Today, I wrote some hateful things about the world's fanciest magazine and Billy Joel, and you can read them by clicking here or on the rich, satisfying aroma of Daily Briefs:
Great Moments in Fancy Publishing: Fancy Canadian journalist Tyler "Untypeable Name" Brûlé started a fancy London-based magazine in 2007 with the un-fucking-believable name Monocle, which has to be the omega point for fancy lad semiotics; I'd now like to apologize for my letter to the editor of Ascot magazine suggesting that he wears tights and reads Helen Fielding novels while enjoying a sit-down pee. I haven't seen a periodical so completely up-front about its editorial imperative since... really, I'm gonna have to say Fabulous Fatties. You just immediately know what you're getting.
Monocle's globalist editorial thrust informs, I guess, this article about Kansas City, Mo., which you are not allowed to read if you're not a subscriber. They're so serious about their impenetrable subscription firewall that it actually costs twice as much to subscribe to Monocle as it does to pick it up on the gilded news stand inside the Fifth Avenue Tiffany's in Manhattan. At least I assume it's available there, since they don't carry it at the gas station where I pick up Fabulous Fatties every month. At any rate, the article is entitled "Heartland of Gold — Kansas City," and is prefaced with this tease:
This month in our series on emerging business hubs, we visit Kansas City, Missouri, where big companies and small start-ups are investing in America's heartland. Meanwhile the region's low prices are also luring in new residents. But if the city really wants to rebrand itself, some of those small-town attitudes need to be addressed.
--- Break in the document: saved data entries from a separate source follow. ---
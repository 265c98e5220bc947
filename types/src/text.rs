//! Small pure text helpers.

/// Separator inserted between the kept head and tail of truncated output.
pub const TRUNCATION_MARKER: &str = "\n\n... [output truncated] ...\n\n";

/// Truncate `s` to at most `max_chars` characters of content, keeping both ends.
///
/// The head and tail halves are joined with [`TRUNCATION_MARKER`]; the marker
/// does NOT count toward the budget, so the result is at most
/// `max_chars + TRUNCATION_MARKER.chars().count()` characters. Counts `char`s,
/// not bytes, so multi-byte scalar values are never split.
#[must_use]
pub fn truncate_middle(s: &str, max_chars: usize) -> String {
    let total = s.chars().count();
    if total <= max_chars {
        return s.to_string();
    }
    let head_len = max_chars / 2;
    let tail_len = max_chars - head_len;

    let head_end = s.char_indices().nth(head_len).map_or(s.len(), |(i, _)| i);
    let tail_start = s
        .char_indices()
        .nth(total - tail_len)
        .map_or(s.len(), |(i, _)| i);

    let mut out = String::with_capacity(head_end + TRUNCATION_MARKER.len() + (s.len() - tail_start));
    out.push_str(&s[..head_end]);
    out.push_str(TRUNCATION_MARKER);
    out.push_str(&s[tail_start..]);
    out
}
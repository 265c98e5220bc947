//! Configuration loading for Outpost.
//!
//! ```toml
//! [remote]
//! host = "devbox"
//! workspace_root = "/srv/${USER}/project"
//! local_root = "/home/me/project"
//!
//! [remote.ssh]
//! args = ["-o", "BatchMode=yes"]
//!
//! [exec]
//! mode = "shell"            # or "ssh"
//! default_timeout_ms = 120000
//!
//! [cache]
//! ttl_ms = 10000
//! ```
//!
//! String values support `${VAR}` environment expansion.

use std::path::{Path, PathBuf};
use std::time::Duration;
use std::{env, fs};

use outpost_tools::config::DEFAULT_READ_MAX_CHARS;
use outpost_tools::exec::{DEFAULT_MAX_OUTPUT_BYTES, DEFAULT_POLL_INTERVAL, DEFAULT_SENTINEL_DIR};
use outpost_tools::overrides::DEFAULT_OVERRIDE_TTL;
use outpost_tools::write_cache::DEFAULT_WRITE_CACHE_TTL;
use outpost_tools::{ExecMode, SshConfig, ToolSettings};
use serde::Deserialize;

#[derive(Debug, thiserror::Error)]
pub enum ConfigError {
    #[error("failed to read config at {}: {source}", .path.display())]
    Read {
        path: PathBuf,
        #[source]
        source: std::io::Error,
    },
    #[error("failed to parse config at {}: {source}", .path.display())]
    Parse {
        path: PathBuf,
        #[source]
        source: toml::de::Error,
    },
    #[error("invalid config value for {field}: {message}")]
    Invalid { field: &'static str, message: String },
}

impl ConfigError {
    #[must_use]
    pub fn path(&self) -> Option<&Path> {
        match self {
            ConfigError::Read { path, .. } | ConfigError::Parse { path, .. } => Some(path),
            ConfigError::Invalid { .. } => None,
        }
    }
}

#[derive(Debug, Default, Deserialize)]
pub struct OutpostConfig {
    pub remote: Option<RemoteConfig>,
    pub exec: Option<ExecConfig>,
    pub cache: Option<TtlConfig>,
    pub overrides: Option<TtlConfig>,
    pub tools: Option<ToolsConfig>,
}

#[derive(Debug, Default, Deserialize)]
pub struct RemoteConfig {
    /// ssh destination (`host`, `user@host`, or an ssh config alias).
    pub host: Option<String>,
    /// Absolute workspace path on the remote host. Required.
    pub workspace_root: Option<String>,
    /// Local directory that mirrors the workspace. Defaults to the current directory.
    pub local_root: Option<String>,
    pub ssh: Option<SshConfig>,
}

#[derive(Debug, Default, Deserialize)]
pub struct ExecConfig {
    pub mode: Option<ExecMode>,
    pub default_timeout_ms: Option<u64>,
    pub max_timeout_ms: Option<u64>,
    pub poll_interval_ms: Option<u64>,
    pub sentinel_dir: Option<String>,
    pub max_output_bytes: Option<usize>,
}

#[derive(Debug, Default, Deserialize)]
pub struct TtlConfig {
    pub ttl_ms: Option<u64>,
}

#[derive(Debug, Default, Deserialize)]
pub struct ToolsConfig {
    pub read_max_chars: Option<usize>,
    pub glob_limit: Option<usize>,
    pub grep_max_results: Option<usize>,
    pub grep_binary: Option<String>,
    pub grep_fallback_binary: Option<String>,
    pub review_timeout_ms: Option<u64>,
}

/// Replace `${VAR}` with the value of `VAR` (empty when unset).
#[must_use]
pub fn expand_env_vars(value: &str) -> String {
    let mut out = String::with_capacity(value.len());
    let mut rest = value;

    while let Some(start) = rest.find("${") {
        let Some(end_rel) = rest[start + 2..].find('}') else {
            break;
        };
        out.push_str(&rest[..start]);
        let var = &rest[start + 2..start + 2 + end_rel];
        if !var.is_empty() {
            out.push_str(&env::var(var).unwrap_or_default());
        }
        rest = &rest[start + 2 + end_rel + 1..];
    }
    out.push_str(rest);
    out
}

fn expanded(value: Option<&String>) -> Option<String> {
    value
        .map(|v| expand_env_vars(v))
        .filter(|v| !v.trim().is_empty())
}

/// `~/.outpost`, the home of the config file and logs.
#[must_use]
pub fn outpost_dir() -> Option<PathBuf> {
    dirs::home_dir().map(|home| home.join(".outpost"))
}

#[must_use]
pub fn config_path() -> Option<PathBuf> {
    outpost_dir().map(|dir| dir.join("config.toml"))
}

impl OutpostConfig {
    /// Load the default config file. A missing file is `Ok(None)`.
    pub fn load() -> Result<Option<Self>, ConfigError> {
        let Some(path) = config_path() else {
            return Ok(None);
        };
        if !path.exists() {
            return Ok(None);
        }
        Self::load_from(&path).map(Some)
    }

    pub fn load_from(path: &Path) -> Result<Self, ConfigError> {
        let content = match fs::read_to_string(path) {
            Ok(content) => content,
            Err(err) => {
                tracing::warn!("Failed to read config at {:?}: {}", path, err);
                return Err(ConfigError::Read {
                    path: path.to_path_buf(),
                    source: err,
                });
            }
        };
        Self::parse(&content, path)
    }

    pub fn parse(content: &str, path: &Path) -> Result<Self, ConfigError> {
        toml::from_str(content).map_err(|err| {
            tracing::warn!("Failed to parse config at {:?}: {}", path, err);
            ConfigError::Parse {
                path: path.to_path_buf(),
                source: err,
            }
        })
    }

    #[must_use]
    pub fn host(&self) -> Option<String> {
        expanded(self.remote.as_ref()?.host.as_ref())
    }

    #[must_use]
    pub fn workspace_root(&self) -> Option<String> {
        expanded(self.remote.as_ref()?.workspace_root.as_ref())
    }

    #[must_use]
    pub fn local_root(&self) -> Option<PathBuf> {
        expanded(self.remote.as_ref()?.local_root.as_ref()).map(PathBuf::from)
    }

    /// ssh settings with `${VAR}` expanded in the binary and every argument.
    #[must_use]
    pub fn ssh(&self) -> SshConfig {
        let Some(ssh) = self.remote.as_ref().and_then(|r| r.ssh.as_ref()) else {
            return SshConfig::default();
        };
        SshConfig {
            binary: expanded(ssh.binary.as_ref()),
            args: ssh
                .args
                .as_ref()
                .map(|args| args.iter().map(|a| expand_env_vars(a)).collect()),
        }
    }

    #[must_use]
    pub fn exec_mode(&self) -> ExecMode {
        self.exec.as_ref().and_then(|e| e.mode).unwrap_or_default()
    }

    #[must_use]
    pub fn poll_interval(&self) -> Duration {
        self.exec
            .as_ref()
            .and_then(|e| e.poll_interval_ms)
            .map_or(DEFAULT_POLL_INTERVAL, Duration::from_millis)
    }

    /// Absolute scratch directory for sentinel files on the remote host.
    pub fn sentinel_dir(&self) -> Result<String, ConfigError> {
        let dir = self
            .exec
            .as_ref()
            .and_then(|e| expanded(e.sentinel_dir.as_ref()))
            .unwrap_or_else(|| DEFAULT_SENTINEL_DIR.to_string());
        if !dir.starts_with('/') {
            return Err(ConfigError::Invalid {
                field: "exec.sentinel_dir",
                message: format!("must be an absolute path (got {dir})"),
            });
        }
        Ok(dir)
    }

    #[must_use]
    pub fn max_output_bytes(&self) -> usize {
        self.exec
            .as_ref()
            .and_then(|e| e.max_output_bytes)
            .unwrap_or(DEFAULT_MAX_OUTPUT_BYTES)
    }

    #[must_use]
    pub fn cache_ttl(&self) -> Duration {
        self.cache
            .as_ref()
            .and_then(|c| c.ttl_ms)
            .map_or(DEFAULT_WRITE_CACHE_TTL, Duration::from_millis)
    }

    #[must_use]
    pub fn override_ttl(&self) -> Duration {
        self.overrides
            .as_ref()
            .and_then(|c| c.ttl_ms)
            .map_or(DEFAULT_OVERRIDE_TTL, Duration::from_millis)
    }

    /// Tool settings with every unset field at its default.
    pub fn tool_settings(&self) -> Result<ToolSettings, ConfigError> {
        let mut settings = ToolSettings::default();
        if let Some(exec) = &self.exec {
            if let Some(ms) = exec.default_timeout_ms {
                settings.default_timeout = Duration::from_millis(ms);
            }
            if let Some(ms) = exec.max_timeout_ms {
                settings.max_timeout = Duration::from_millis(ms);
            }
        }
        if settings.default_timeout > settings.max_timeout {
            return Err(ConfigError::Invalid {
                field: "exec.default_timeout_ms",
                message: format!(
                    "{}ms exceeds exec.max_timeout_ms ({}ms)",
                    settings.default_timeout.as_millis(),
                    settings.max_timeout.as_millis()
                ),
            });
        }
        if let Some(tools) = &self.tools {
            if let Some(chars) = tools.read_max_chars {
                settings.read_max_chars = chars;
            }
            if let Some(limit) = tools.glob_limit {
                settings.glob_limit = limit;
            }
            if let Some(max) = tools.grep_max_results {
                settings.grep_max_results = max;
            }
            if let Some(binary) = expanded(tools.grep_binary.as_ref()) {
                settings.grep_binary = binary;
            }
            if let Some(binary) = expanded(tools.grep_fallback_binary.as_ref()) {
                settings.grep_fallback_binary = binary;
            }
            if let Some(ms) = tools.review_timeout_ms {
                settings.review_timeout = Duration::from_millis(ms);
            }
        }
        if settings.read_max_chars == 0 {
            tracing::warn!("tools.read_max_chars = 0; using {DEFAULT_READ_MAX_CHARS}");
            settings.read_max_chars = DEFAULT_READ_MAX_CHARS;
        }
        Ok(settings)
    }
}
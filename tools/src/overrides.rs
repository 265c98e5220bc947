//! Edit-override mailbox.
//!
//! When a human reviewer accepts a modified version of a proposed change, the
//! reviewed content is posted here. The next `write_file` / `edit_file` for the
//! same remote path picks it up (once) and writes it instead of its own content.
//!
//! Slots are keyed by remote path so a pending override for one file is never
//! clobbered by a decision about another. Within a path the mailbox holds a
//! single value: posting again replaces it.

use std::collections::HashMap;
use std::sync::Mutex;
use std::time::Duration;

use outpost_types::RemotePath;
use tokio::time::Instant;

pub const DEFAULT_OVERRIDE_TTL: Duration = Duration::from_secs(10);

#[derive(Debug, Clone)]
struct PendingOverride {
    content: String,
    posted_at: Instant,
}

#[derive(Debug)]
pub struct EditOverrides {
    ttl: Duration,
    slots: Mutex<HashMap<RemotePath, PendingOverride>>,
}

impl Default for EditOverrides {
    fn default() -> Self {
        Self::new(DEFAULT_OVERRIDE_TTL)
    }
}

impl EditOverrides {
    #[must_use]
    pub fn new(ttl: Duration) -> Self {
        Self {
            ttl,
            slots: Mutex::new(HashMap::new()),
        }
    }

    pub fn set(&self, path: &RemotePath, content: impl Into<String>) {
        let mut slots = self
            .slots
            .lock()
            .unwrap_or_else(std::sync::PoisonError::into_inner);
        let previous = slots.insert(
            path.clone(),
            PendingOverride {
                content: content.into(),
                posted_at: Instant::now(),
            },
        );
        if previous.is_some() {
            tracing::debug!(path = %path, "replaced pending edit override");
        }
    }

    /// Take the override for `path` if one is pending and still fresh.
    ///
    /// A stale override is dropped. Overrides for other paths are untouched.
    pub fn consume(&self, path: &RemotePath) -> Option<String> {
        let mut slots = self
            .slots
            .lock()
            .unwrap_or_else(std::sync::PoisonError::into_inner);
        let pending = slots.remove(path)?;
        if pending.posted_at.elapsed() > self.ttl {
            tracing::debug!(path = %path, "discarded expired edit override");
            return None;
        }
        Some(pending.content)
    }

    #[must_use]
    pub fn is_pending(&self, path: &RemotePath) -> bool {
        self.slots
            .lock()
            .unwrap_or_else(std::sync::PoisonError::into_inner)
            .get(path)
            .is_some_and(|pending| pending.posted_at.elapsed() <= self.ttl)
    }

    pub fn clear(&self) {
        self.slots
            .lock()
            .unwrap_or_else(std::sync::PoisonError::into_inner)
            .clear();
    }
}
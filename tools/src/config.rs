//! Configuration types used by the tool handlers and executors.
//!
//! The TOML loader lives in `outpost-config`; these are the pieces the tools
//! crate needs without depending on it.

use std::time::Duration;

use serde::Deserialize;

use crate::exec::DEFAULT_EXEC_TIMEOUT;

/// How commands reach the remote host.
#[derive(Debug, Clone, Copy, Default, PartialEq, Eq, Deserialize)]
#[serde(rename_all = "lowercase")]
pub enum ExecMode {
    /// Sentinel protocol over the persistent shell channel.
    #[default]
    Shell,
    /// A fresh ssh subprocess per command.
    Ssh,
}

/// Secure-shell client configuration.
///
/// ```toml
/// [remote.ssh]
/// binary = "/usr/bin/ssh"
/// args = ["-o", "BatchMode=yes"]
/// ```
#[derive(Debug, Default, Clone, Deserialize)]
pub struct SshConfig {
    /// Override the ssh binary (default `ssh`).
    pub binary: Option<String>,
    /// Extra arguments placed before the destination.
    pub args: Option<Vec<String>>,
}

impl SshConfig {
    #[must_use]
    pub fn binary(&self) -> &str {
        self.binary.as_deref().unwrap_or("ssh")
    }

    #[must_use]
    pub fn args(&self) -> &[String] {
        self.args.as_deref().unwrap_or_default()
    }
}

pub const DEFAULT_READ_MAX_CHARS: usize = 30_000;
pub const DEFAULT_GLOB_LIMIT: usize = 1_000;
pub const DEFAULT_GREP_MAX_RESULTS: usize = 200;
pub const DEFAULT_MAX_TIMEOUT: Duration = Duration::from_secs(600);
pub const DEFAULT_REVIEW_TIMEOUT: Duration = Duration::from_secs(300);

/// Limits and knobs for the built-in tools.
#[derive(Debug, Clone)]
pub struct ToolSettings {
    /// Character budget for `read_file` and `grep` output.
    pub read_max_chars: usize,
    /// Maximum paths returned by `glob`.
    pub glob_limit: usize,
    /// Default `max_results` for `grep`.
    pub grep_max_results: usize,
    /// Primary content search binary.
    pub grep_binary: String,
    /// POSIX fallback used when the primary is missing on the host.
    pub grep_fallback_binary: String,
    /// Timeout for `bash` when the call does not give one, and for searches.
    pub default_timeout: Duration,
    /// Upper bound on a caller-supplied `timeout_ms`.
    pub max_timeout: Duration,
    /// How long the review gate may deliberate before the change is rejected.
    pub review_timeout: Duration,
}

impl Default for ToolSettings {
    fn default() -> Self {
        Self {
            read_max_chars: DEFAULT_READ_MAX_CHARS,
            glob_limit: DEFAULT_GLOB_LIMIT,
            grep_max_results: DEFAULT_GREP_MAX_RESULTS,
            grep_binary: "rg".to_string(),
            grep_fallback_binary: "grep".to_string(),
            default_timeout: DEFAULT_EXEC_TIMEOUT,
            max_timeout: DEFAULT_MAX_TIMEOUT,
            review_timeout: DEFAULT_REVIEW_TIMEOUT,
        }
    }
}

impl ToolSettings {
    /// Effective timeout for a call that asked for `requested_ms`.
    #[must_use]
    pub fn clamp_timeout(&self, requested_ms: Option<u64>) -> Duration {
        requested_ms
            .map_or(self.default_timeout, Duration::from_millis)
            .min(self.max_timeout)
    }
}
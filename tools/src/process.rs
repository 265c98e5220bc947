//! Shared subprocess management utilities.

use std::process::Stdio;
use std::time::Duration;

use tokio::io::{AsyncRead, AsyncReadExt, AsyncWriteExt};
use tokio::process::Command;

/// RAII guard that kills a child process (and its process group on Unix) on drop.
///
/// Wrap a spawned `tokio::process::Child` immediately after `spawn()` to ensure
/// cleanup if the owning future is cancelled or times out. Call `disarm()`
/// after the process exits normally to prevent the kill.
pub struct ChildGuard {
    child: Option<tokio::process::Child>,
}

impl ChildGuard {
    #[must_use]
    pub fn new(child: tokio::process::Child) -> Self {
        Self { child: Some(child) }
    }

    /// The guarded child, or `None` once disarmed.
    pub fn child_mut(&mut self) -> Option<&mut tokio::process::Child> {
        self.child.as_mut()
    }

    pub fn disarm(&mut self) {
        self.child = None;
    }
}

impl Drop for ChildGuard {
    fn drop(&mut self) {
        let Some(child) = self.child.as_mut() else {
            return;
        };
        #[cfg(unix)]
        {
            if let Some(pid) = child.id() {
                #[allow(clippy::cast_possible_wrap)]
                let pgid = pid as i32;
                // SAFETY: killpg only sends a signal; the pid came from a child we spawned.
                unsafe {
                    if libc::killpg(pgid, libc::SIGKILL) == -1 {
                        let _ = child.start_kill();
                    }
                }
            }
            let _ = child.try_wait();
        }
        #[cfg(not(unix))]
        {
            let _ = child.start_kill();
            let _ = child.try_wait();
        }
    }
}

/// Put the child process in its own session (Unix only) so the entire process
/// group can be killed via `killpg` in `ChildGuard::drop`.
#[cfg(unix)]
pub fn set_new_session(cmd: &mut Command) {
    use std::os::unix::process::CommandExt;
    // SAFETY: the closure only calls async-signal-safe libc functions.
    unsafe {
        cmd.as_std_mut().pre_exec(|| {
            if libc::setsid() == -1 {
                return Err(std::io::Error::last_os_error());
            }
            // Linux-only: the child dies with us instead of lingering on the remote link.
            #[cfg(target_os = "linux")]
            if libc::prctl(libc::PR_SET_PDEATHSIG, libc::SIGKILL) == -1 {
                return Err(std::io::Error::last_os_error());
            }
            Ok(())
        });
    }
}

#[derive(Debug, thiserror::Error)]
pub enum ProcessError {
    #[error("failed to spawn {program}: {source}")]
    Spawn {
        program: String,
        #[source]
        source: std::io::Error,
    },
    #[error("process I/O failed: {0}")]
    Io(#[from] std::io::Error),
    #[error("process timed out after {}ms", .0.as_millis())]
    TimedOut(Duration),
}

/// Output of a finished subprocess. Streams are capped at the byte limit
/// passed to [`run_captured`]; bytes past the cap are drained and dropped,
/// and the matching `*_truncated` flag is set.
#[derive(Debug, Default)]
pub struct CapturedOutput {
    pub stdout: Vec<u8>,
    pub stderr: Vec<u8>,
    pub stdout_truncated: bool,
    pub stderr_truncated: bool,
    /// `None` when the process was terminated by a signal.
    pub code: Option<i32>,
}

/// Spawn `command`, feed it `stdin`, and collect its output.
///
/// The child runs in its own session and is killed (with its process group)
/// if `timeout` elapses or the returned future is dropped.
pub async fn run_captured(
    mut command: Command,
    stdin: Option<&[u8]>,
    max_bytes: usize,
    timeout: Duration,
) -> Result<CapturedOutput, ProcessError> {
    let program = command.as_std().get_program().to_string_lossy().into_owned();
    command
        .stdin(if stdin.is_some() {
            Stdio::piped()
        } else {
            Stdio::null()
        })
        .stdout(Stdio::piped())
        .stderr(Stdio::piped());

    #[cfg(unix)]
    set_new_session(&mut command);

    let child = command.spawn().map_err(|source| ProcessError::Spawn {
        program: program.clone(),
        source,
    })?;
    let mut guard = ChildGuard::new(child);

    let run = async {
        let Some(child) = guard.child_mut() else {
            return Err(ProcessError::Io(std::io::Error::other("child already reaped")));
        };
        let stdout = child.stdout.take();
        let stderr = child.stderr.take();
        let stdout_task = tokio::spawn(read_capped(stdout, max_bytes));
        let stderr_task = tokio::spawn(read_capped(stderr, max_bytes));

        if let (Some(bytes), Some(mut pipe)) = (stdin, child.stdin.take()) {
            // A child that exits without reading stdin closes the pipe early;
            // its exit status reports the real failure.
            if let Err(e) = pipe.write_all(bytes).await {
                tracing::debug!(program = %program, "stdin write failed: {e}");
            }
            drop(pipe);
        }

        let status = child.wait().await?;
        let (stdout, stdout_truncated) = stdout_task.await.unwrap_or_default();
        let (stderr, stderr_truncated) = stderr_task.await.unwrap_or_default();
        Ok(CapturedOutput {
            stdout,
            stderr,
            stdout_truncated,
            stderr_truncated,
            code: status.code(),
        })
    };

    let output = match tokio::time::timeout(timeout, run).await {
        Ok(result) => result?,
        Err(_) => return Err(ProcessError::TimedOut(timeout)),
    };
    guard.disarm();
    Ok(output)
}

/// Read a stream to the end, keeping at most `max_collect` bytes. The flag
/// reports whether anything past the cap was dropped.
async fn read_capped<R: AsyncRead + Unpin + Send + 'static>(
    reader: Option<R>,
    max_collect: usize,
) -> (Vec<u8>, bool) {
    let Some(mut reader) = reader else {
        return (Vec::new(), false);
    };
    let mut buf = [0u8; 4096];
    let mut collected = Vec::new();
    let mut truncated = false;
    loop {
        let n = match reader.read(&mut buf).await {
            Ok(0) | Err(_) => break,
            Ok(n) => n,
        };
        let take = max_collect.saturating_sub(collected.len()).min(n);
        collected.extend_from_slice(&buf[..take]);
        if take < n {
            truncated = true;
        }
    }
    (collected, truncated)
}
To find out what the demographic of global capitalists who wear yachting caps and keep greyhounds think about Kansas City and our unaddressed small-town attitudes, you'll have to pay 15 Euros, or — a bargain, if you think about the currency market — 10 Americos. And I hope I don't sound too provincial when I suggest that blood-diamond-encrusted writer Ryan D. Blitstein and publisher Tyler "Shwa-umlaut-cedilla" Brûlé shove their gilt-edged subscriber cards up their delicate, aristocratic buttholes.
We are all one, y'all: In a voter outreach effort to win over the "denim-clad dad" and "relaxed-fit mom" constituencies, superannuated rockers Billy Joel and Bruce Springsteen will combine to form a geriatric Voltron of blandcore alt-generica stadium rock in support of the candidacy of presumptive President Barack Obama. The concert is at the Hammerstein Ballroom in New York City on October 16th, and man is it ever going to suck. Sure, I've made it a personal policy to avoid crowds of people who know all the words to "We Didn't Start the Fire," but seriously: I actually do realize I'm a pop-cultural outlier and admittedly kind of a bitch. (Sexy bitch -- ed.)
For instance, there was the time when I said something bad about annoying cartoon Animaniacs and hurt some feelings. And I'm pretty much on-record about my attitude regarding the Archer Daniels Midland-sponsored 38-year-long monotone drone of National Public Radio. It's pretty inexcusably snotty. And in case you think I'm just giving myself sideways compliments for being a specialsnowflake, remember that I also believe everyone, including myself, is nothing but a nexus of mechanistic biological imperatives spun out by some simple neuron-based algorithmic function deep in the limbic system. BUT: At least we have fingerprints and varying degrees of tolerance for Billy Joel to tell each other apart, right? Hey, not to change the subject, but right here in the middle of this paragraph I thought up my new DJ name: I am now DJ Chipotle Aioli, y'all. What's your DJ name?